**EXERCISE:**
Report every line of the records below that contains the word "NavigateBack".

**DATA FOR REVIEW:**
Content starts

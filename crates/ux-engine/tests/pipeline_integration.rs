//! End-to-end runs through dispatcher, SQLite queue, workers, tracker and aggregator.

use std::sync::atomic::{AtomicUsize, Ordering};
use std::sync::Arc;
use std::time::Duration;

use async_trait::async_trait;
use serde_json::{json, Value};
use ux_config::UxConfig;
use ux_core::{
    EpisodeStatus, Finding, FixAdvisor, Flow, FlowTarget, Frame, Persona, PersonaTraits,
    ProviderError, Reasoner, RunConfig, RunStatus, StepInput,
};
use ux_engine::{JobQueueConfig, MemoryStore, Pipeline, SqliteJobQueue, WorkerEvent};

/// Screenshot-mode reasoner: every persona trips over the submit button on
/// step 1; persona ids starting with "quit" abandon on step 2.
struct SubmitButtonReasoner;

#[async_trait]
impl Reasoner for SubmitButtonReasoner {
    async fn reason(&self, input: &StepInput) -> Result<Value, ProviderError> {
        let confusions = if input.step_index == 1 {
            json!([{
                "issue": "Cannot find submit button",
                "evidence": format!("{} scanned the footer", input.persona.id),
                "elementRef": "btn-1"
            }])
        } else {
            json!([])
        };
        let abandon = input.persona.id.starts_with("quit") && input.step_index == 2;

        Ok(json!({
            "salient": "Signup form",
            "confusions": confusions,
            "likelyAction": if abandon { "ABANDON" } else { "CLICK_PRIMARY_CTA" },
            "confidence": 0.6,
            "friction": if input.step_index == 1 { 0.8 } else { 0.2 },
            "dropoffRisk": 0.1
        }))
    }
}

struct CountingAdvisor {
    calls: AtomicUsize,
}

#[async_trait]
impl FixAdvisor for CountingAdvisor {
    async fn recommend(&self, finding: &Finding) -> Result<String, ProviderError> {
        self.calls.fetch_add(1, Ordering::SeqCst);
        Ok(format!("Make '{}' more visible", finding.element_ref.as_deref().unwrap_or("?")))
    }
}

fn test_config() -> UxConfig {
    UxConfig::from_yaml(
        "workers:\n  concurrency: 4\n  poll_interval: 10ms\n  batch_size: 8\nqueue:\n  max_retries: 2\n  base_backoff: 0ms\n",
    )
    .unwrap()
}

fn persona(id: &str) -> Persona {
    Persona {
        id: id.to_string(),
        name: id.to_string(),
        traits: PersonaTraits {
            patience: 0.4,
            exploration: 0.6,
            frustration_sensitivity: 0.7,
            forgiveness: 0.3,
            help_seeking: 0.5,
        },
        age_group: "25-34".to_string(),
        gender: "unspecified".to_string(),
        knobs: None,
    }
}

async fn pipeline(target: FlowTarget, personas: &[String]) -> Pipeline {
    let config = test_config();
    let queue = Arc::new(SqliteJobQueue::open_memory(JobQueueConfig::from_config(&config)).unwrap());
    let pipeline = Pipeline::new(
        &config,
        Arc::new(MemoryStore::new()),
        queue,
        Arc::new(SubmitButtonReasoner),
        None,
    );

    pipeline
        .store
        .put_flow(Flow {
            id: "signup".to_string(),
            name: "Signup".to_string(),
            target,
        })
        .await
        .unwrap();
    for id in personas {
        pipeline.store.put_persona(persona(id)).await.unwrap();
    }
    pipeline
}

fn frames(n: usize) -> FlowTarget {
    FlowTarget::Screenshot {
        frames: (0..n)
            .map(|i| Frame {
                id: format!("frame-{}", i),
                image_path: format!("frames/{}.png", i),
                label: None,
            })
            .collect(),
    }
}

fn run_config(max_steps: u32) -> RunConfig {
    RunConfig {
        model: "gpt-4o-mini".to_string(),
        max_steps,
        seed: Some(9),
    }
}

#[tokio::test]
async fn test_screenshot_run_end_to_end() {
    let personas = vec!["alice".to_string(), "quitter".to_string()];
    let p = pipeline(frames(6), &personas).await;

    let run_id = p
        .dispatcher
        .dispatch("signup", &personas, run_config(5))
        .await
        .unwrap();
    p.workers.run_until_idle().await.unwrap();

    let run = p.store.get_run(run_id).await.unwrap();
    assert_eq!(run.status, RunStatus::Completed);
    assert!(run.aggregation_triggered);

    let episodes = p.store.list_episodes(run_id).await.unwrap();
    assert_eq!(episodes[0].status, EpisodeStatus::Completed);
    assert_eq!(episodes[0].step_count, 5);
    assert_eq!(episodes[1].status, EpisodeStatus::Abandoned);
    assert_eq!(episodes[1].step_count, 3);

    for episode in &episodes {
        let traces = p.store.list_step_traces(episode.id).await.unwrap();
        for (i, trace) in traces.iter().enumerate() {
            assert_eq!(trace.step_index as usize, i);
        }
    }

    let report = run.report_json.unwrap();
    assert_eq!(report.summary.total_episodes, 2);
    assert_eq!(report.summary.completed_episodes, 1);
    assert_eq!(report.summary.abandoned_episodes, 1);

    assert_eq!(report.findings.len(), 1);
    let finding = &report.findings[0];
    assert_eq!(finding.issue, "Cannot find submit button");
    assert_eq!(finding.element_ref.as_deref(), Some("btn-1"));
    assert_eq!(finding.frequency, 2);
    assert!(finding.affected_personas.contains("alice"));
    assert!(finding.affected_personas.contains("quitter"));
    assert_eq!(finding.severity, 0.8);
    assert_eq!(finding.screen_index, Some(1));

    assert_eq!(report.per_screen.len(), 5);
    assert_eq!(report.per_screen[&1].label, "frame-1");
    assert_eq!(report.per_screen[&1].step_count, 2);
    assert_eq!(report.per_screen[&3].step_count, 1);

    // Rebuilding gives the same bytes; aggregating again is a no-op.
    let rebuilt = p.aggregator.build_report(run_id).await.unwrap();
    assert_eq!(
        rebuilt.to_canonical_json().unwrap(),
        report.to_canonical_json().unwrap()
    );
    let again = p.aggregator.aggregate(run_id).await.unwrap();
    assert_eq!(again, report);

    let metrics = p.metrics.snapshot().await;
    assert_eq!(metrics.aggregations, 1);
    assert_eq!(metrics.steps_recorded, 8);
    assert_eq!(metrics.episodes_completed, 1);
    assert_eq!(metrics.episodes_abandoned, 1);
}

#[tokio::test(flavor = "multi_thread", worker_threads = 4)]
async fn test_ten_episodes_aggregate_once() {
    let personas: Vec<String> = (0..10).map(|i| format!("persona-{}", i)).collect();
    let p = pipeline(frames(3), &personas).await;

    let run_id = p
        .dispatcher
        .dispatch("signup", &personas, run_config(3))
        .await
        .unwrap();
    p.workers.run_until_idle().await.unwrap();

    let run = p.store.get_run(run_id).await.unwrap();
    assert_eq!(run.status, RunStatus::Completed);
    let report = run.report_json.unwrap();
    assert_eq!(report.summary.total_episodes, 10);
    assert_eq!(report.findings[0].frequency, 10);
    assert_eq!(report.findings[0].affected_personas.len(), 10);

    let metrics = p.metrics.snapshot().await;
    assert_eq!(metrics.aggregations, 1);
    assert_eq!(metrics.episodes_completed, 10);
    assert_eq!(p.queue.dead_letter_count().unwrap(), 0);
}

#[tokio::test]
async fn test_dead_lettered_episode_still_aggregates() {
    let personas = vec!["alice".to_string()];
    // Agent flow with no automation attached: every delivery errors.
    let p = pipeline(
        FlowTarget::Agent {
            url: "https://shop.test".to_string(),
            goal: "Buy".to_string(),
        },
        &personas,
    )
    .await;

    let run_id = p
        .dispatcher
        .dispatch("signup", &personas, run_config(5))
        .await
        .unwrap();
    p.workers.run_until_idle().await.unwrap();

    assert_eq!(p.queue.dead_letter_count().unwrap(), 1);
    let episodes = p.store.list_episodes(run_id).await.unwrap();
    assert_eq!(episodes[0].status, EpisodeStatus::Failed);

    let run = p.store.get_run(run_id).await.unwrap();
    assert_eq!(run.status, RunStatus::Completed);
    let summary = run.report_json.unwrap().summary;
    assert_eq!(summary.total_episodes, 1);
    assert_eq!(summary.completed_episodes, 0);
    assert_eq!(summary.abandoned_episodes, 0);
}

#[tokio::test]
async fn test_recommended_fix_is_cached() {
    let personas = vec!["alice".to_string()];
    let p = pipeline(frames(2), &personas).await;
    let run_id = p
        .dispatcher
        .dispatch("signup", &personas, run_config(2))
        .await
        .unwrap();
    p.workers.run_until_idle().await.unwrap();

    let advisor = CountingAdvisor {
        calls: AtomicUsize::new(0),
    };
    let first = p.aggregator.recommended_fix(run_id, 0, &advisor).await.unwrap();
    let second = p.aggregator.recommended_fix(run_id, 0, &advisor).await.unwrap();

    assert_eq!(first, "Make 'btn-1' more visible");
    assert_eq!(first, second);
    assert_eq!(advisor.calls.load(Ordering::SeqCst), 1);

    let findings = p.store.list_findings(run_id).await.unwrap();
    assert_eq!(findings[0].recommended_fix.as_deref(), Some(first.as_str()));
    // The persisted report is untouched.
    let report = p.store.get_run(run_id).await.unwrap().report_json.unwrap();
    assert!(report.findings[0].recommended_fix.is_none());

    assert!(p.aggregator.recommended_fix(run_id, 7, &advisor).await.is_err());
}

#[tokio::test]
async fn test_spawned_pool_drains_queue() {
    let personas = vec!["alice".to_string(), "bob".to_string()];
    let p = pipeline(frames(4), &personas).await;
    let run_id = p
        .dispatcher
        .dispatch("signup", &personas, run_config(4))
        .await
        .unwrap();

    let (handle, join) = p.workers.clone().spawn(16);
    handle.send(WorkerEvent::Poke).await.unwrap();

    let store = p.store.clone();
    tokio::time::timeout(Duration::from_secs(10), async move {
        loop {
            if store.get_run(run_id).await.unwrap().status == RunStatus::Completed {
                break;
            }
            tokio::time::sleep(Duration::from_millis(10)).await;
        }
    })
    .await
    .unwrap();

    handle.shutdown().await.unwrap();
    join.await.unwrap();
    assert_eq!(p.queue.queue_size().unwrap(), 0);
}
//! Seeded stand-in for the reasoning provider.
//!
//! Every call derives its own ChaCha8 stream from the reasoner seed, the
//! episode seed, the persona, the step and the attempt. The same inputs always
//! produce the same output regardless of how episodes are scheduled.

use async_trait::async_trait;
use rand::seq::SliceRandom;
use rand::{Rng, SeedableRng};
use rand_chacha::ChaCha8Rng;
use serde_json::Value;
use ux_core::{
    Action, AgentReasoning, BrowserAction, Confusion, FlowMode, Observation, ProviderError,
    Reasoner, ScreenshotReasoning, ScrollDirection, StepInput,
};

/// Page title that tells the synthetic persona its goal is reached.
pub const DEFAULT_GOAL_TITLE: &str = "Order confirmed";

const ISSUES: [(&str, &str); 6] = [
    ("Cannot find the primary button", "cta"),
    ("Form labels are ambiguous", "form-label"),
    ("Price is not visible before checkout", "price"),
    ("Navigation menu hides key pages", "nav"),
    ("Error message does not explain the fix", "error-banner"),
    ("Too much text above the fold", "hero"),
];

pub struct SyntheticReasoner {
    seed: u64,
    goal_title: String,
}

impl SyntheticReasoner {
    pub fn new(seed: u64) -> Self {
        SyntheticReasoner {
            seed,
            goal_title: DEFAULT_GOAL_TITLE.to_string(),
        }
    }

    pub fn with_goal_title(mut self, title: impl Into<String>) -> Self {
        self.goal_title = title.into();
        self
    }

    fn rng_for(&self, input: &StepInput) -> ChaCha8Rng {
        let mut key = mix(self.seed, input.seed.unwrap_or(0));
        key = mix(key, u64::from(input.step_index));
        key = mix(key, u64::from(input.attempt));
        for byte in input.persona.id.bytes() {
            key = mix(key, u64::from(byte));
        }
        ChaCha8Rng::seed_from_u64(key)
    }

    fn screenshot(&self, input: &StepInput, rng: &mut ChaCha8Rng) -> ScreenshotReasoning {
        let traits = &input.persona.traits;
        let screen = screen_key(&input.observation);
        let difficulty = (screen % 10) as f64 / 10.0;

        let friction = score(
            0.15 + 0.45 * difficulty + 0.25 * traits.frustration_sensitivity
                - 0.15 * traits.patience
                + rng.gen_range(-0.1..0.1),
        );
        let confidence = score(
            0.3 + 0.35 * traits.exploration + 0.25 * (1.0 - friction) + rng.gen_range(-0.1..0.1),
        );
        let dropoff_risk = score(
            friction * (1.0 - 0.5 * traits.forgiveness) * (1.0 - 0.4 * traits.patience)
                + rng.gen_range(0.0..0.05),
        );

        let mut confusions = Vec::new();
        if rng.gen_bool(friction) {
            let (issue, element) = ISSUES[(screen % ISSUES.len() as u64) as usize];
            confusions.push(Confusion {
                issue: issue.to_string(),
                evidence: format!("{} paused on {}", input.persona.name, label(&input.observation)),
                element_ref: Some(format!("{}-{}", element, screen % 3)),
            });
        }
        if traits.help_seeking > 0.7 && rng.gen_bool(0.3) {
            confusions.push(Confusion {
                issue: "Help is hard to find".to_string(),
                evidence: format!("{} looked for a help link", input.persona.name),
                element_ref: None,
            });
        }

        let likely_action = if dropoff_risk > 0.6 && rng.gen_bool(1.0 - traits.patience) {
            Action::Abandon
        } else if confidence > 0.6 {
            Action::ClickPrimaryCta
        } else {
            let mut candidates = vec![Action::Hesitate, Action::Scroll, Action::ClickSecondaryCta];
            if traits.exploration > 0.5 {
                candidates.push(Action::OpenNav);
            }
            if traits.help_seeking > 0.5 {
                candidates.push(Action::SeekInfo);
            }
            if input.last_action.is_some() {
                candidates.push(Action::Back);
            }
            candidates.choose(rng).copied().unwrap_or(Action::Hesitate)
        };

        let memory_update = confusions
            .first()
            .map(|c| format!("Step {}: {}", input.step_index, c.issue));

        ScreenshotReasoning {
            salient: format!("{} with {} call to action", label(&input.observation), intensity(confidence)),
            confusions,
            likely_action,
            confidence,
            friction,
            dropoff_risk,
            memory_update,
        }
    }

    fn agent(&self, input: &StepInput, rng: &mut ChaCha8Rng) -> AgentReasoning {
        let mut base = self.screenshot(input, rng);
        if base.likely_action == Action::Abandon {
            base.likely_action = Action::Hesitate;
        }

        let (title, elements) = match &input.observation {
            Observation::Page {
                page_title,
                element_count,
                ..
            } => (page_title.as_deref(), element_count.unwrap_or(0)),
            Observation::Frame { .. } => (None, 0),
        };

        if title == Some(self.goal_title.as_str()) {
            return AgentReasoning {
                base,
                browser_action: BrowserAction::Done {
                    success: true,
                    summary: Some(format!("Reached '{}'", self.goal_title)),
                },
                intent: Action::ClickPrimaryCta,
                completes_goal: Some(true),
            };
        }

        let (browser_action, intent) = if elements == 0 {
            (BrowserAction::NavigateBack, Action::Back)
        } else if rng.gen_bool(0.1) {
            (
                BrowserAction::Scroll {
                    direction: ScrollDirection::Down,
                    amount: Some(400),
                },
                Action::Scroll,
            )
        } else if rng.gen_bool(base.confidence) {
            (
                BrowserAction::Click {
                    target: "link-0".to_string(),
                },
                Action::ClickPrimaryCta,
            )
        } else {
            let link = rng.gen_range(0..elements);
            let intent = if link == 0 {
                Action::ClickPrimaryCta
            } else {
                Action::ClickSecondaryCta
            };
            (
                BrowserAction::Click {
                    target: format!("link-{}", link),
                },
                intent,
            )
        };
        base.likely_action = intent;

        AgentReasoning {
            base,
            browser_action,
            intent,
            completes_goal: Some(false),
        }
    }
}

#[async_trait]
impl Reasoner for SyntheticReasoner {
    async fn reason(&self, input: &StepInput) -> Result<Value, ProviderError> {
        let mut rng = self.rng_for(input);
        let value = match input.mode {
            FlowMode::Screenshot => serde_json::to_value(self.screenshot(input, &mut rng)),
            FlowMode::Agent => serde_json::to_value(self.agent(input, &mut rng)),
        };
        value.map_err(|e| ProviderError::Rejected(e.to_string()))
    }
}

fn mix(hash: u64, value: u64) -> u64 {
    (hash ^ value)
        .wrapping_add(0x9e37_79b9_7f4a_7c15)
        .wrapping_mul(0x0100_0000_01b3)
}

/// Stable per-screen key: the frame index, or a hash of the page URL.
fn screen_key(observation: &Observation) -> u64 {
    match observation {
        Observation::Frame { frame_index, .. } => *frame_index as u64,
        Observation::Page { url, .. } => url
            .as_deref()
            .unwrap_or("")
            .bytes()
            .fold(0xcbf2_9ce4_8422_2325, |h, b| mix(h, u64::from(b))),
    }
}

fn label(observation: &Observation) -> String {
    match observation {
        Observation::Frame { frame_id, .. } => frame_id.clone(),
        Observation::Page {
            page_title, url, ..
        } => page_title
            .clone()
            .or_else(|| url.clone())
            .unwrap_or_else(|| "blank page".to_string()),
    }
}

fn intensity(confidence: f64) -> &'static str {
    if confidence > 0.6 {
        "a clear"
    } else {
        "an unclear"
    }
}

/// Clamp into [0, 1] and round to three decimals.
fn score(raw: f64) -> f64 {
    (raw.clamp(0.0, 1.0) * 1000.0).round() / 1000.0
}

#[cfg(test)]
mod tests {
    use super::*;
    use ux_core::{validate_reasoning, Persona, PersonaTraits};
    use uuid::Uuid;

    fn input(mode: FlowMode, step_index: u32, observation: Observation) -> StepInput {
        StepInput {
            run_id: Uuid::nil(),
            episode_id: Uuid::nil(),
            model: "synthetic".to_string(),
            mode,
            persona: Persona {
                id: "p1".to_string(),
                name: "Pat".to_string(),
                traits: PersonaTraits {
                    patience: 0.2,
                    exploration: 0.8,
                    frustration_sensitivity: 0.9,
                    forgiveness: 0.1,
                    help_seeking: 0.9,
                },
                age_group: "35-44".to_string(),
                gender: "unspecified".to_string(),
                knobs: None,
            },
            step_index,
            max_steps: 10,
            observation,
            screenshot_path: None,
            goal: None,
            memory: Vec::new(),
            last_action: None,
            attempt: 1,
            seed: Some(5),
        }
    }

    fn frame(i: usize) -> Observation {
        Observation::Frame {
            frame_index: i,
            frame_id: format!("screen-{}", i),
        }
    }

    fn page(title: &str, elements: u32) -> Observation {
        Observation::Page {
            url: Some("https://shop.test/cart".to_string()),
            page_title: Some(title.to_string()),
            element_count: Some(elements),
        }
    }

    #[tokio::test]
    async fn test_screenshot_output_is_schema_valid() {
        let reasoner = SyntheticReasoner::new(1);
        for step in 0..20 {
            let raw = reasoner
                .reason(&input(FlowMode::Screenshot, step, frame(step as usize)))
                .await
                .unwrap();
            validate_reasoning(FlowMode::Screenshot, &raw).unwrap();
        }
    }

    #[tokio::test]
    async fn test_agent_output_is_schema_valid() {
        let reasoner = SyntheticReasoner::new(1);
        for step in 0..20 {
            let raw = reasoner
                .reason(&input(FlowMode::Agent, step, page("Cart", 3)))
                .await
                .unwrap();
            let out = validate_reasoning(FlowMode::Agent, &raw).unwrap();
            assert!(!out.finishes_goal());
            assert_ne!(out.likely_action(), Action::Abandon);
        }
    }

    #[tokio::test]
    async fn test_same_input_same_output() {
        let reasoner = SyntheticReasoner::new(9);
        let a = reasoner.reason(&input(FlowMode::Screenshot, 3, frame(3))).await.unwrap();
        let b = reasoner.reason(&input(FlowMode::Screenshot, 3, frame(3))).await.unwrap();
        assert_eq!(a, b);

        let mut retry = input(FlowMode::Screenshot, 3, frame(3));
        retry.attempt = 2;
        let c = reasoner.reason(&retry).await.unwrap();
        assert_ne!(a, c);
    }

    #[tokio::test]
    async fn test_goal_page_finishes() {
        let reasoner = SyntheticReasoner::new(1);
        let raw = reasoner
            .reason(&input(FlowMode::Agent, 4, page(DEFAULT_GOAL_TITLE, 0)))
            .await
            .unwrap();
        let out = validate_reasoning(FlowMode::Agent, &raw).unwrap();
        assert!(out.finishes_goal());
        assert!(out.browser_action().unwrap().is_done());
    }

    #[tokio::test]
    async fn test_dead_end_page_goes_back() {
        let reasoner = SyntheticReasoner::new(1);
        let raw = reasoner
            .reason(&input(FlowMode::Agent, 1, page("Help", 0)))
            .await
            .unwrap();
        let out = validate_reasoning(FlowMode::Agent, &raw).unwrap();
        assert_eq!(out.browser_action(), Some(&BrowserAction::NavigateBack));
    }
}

Content ends
Content starts

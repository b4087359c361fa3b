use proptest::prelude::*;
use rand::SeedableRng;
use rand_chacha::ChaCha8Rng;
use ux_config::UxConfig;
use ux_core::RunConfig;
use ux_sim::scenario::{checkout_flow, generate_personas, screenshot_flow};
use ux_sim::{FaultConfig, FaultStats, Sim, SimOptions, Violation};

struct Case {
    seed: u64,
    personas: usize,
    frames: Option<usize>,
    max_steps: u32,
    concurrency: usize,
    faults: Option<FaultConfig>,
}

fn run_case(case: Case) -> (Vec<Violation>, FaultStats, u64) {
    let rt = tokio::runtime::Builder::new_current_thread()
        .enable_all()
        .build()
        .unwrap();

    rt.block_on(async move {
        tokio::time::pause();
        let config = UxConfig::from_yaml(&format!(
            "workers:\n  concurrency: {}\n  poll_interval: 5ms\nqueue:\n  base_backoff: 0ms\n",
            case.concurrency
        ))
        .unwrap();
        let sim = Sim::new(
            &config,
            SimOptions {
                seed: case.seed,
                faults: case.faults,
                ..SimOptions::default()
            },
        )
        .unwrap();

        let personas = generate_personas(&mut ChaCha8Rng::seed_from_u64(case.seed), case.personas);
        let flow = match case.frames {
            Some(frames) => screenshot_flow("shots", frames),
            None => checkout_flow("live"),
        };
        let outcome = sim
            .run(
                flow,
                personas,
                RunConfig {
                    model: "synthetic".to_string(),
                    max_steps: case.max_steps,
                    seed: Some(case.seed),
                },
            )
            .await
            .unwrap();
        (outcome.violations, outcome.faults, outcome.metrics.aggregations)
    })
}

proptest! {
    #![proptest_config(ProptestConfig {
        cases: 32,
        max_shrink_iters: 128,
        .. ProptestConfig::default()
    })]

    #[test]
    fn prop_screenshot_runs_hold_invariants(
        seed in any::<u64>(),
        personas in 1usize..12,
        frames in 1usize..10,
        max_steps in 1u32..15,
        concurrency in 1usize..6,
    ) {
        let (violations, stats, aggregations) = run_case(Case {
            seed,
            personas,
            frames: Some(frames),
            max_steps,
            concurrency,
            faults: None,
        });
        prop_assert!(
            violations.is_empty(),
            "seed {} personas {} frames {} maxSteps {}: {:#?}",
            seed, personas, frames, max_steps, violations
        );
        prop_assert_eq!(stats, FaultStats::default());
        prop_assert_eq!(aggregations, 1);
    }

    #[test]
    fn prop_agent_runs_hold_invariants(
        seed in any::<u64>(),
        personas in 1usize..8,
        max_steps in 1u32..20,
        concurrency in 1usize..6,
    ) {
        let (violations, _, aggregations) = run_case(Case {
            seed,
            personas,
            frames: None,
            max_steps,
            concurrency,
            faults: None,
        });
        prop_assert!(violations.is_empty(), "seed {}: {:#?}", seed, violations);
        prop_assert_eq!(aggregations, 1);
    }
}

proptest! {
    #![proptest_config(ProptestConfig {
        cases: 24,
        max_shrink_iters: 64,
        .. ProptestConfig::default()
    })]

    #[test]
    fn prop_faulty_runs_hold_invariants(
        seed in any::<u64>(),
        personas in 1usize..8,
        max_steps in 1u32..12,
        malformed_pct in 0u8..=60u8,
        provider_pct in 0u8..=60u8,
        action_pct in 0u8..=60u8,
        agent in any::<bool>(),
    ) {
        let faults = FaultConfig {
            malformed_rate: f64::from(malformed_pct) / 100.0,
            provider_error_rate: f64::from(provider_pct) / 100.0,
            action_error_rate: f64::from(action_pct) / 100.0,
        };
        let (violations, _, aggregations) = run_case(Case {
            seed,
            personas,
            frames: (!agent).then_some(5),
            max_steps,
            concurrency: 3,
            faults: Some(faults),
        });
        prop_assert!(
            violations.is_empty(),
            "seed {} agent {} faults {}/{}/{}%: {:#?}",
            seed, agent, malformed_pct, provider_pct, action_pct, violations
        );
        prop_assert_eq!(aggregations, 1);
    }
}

Content ends

**TASK OUTPUT:**
            (BrowserAction::NavigateBack, Action::Back)
        assert_eq!(out.browser_action(), Some(&BrowserAction::NavigateBack));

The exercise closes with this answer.